March 7, 2011 at 10:09 pm
So I have to populate a table with an SSIS package. The rows that return an error, go off to another table, but there is also a third table that I need to populate that has a foreign key that points to the second table. Some of the information I get is in those redirected rows.
My question is, will there be too much of a performance difference, if I populate both the error tables within SSIS or if I set up a trigger that populates the third table based on what I enter in the second one?
March 8, 2011 at 12:08 pm
SSIS will be much faster in this case. Use lookup transform to find the referenced table columns you need.
March 8, 2011 at 12:17 pm
I need to insert rows into the table I am referrencing too within the same package.
I need to insert rows into error table. Error table has an identity column primary key called errorid.
After that I need to insert rows into another error table which has errorid as the foreign key.
March 8, 2011 at 2:34 pm
vishal.gamji (3/8/2011)
SSIS will be much faster in this case. Use lookup transform to find the referenced table columns you need.

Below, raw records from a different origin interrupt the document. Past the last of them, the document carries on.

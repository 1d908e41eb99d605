use serde::{Deserialize, Serialize};
use utoipa::ToSchema;
use uuid::Uuid;

use crate::models::Business;

#[derive(Debug, Deserialize, Serialize, ToSchema)]
pub struct CreateBusinessRequest {
    pub name: String,
    pub description: Option<String>,
    pub category_id: Option<Uuid>,
    pub timezone_id: Option<Uuid>,
}

#[derive(Serialize, Deserialize, ToSchema)]
#[serde(transparent)]
pub struct BusinessList {
    #[schema(value_type = Vec<Business>)]
    pub items: Vec<Business>,
}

I'd love to see the test that proves that. 😉
--Jeff Moden
Change is inevitable... Change for the better is not.
March 8, 2011 at 2:50 pm
Working on it.
Although - shouldn't ssis be faster as bulk insert would be much faster than single row inserts?
March 8, 2011 at 2:55 pm
Khades (3/8/2011)
I need to insert rows into the table I am referrencing too within the same package.I need to insert rows into error table. Error table has an identity column primary key called errorid.
After that I need to insert rows into another error table which has errorid as the foreign key.
Multi-cast the ErrorRow stream and ship it to both OLEDB destinations. I'm curious, though, why are you doublestoring your errors, especially with FK relations?
Scrap that, brainfart. I quoted that you had an identity column and still fouled it up.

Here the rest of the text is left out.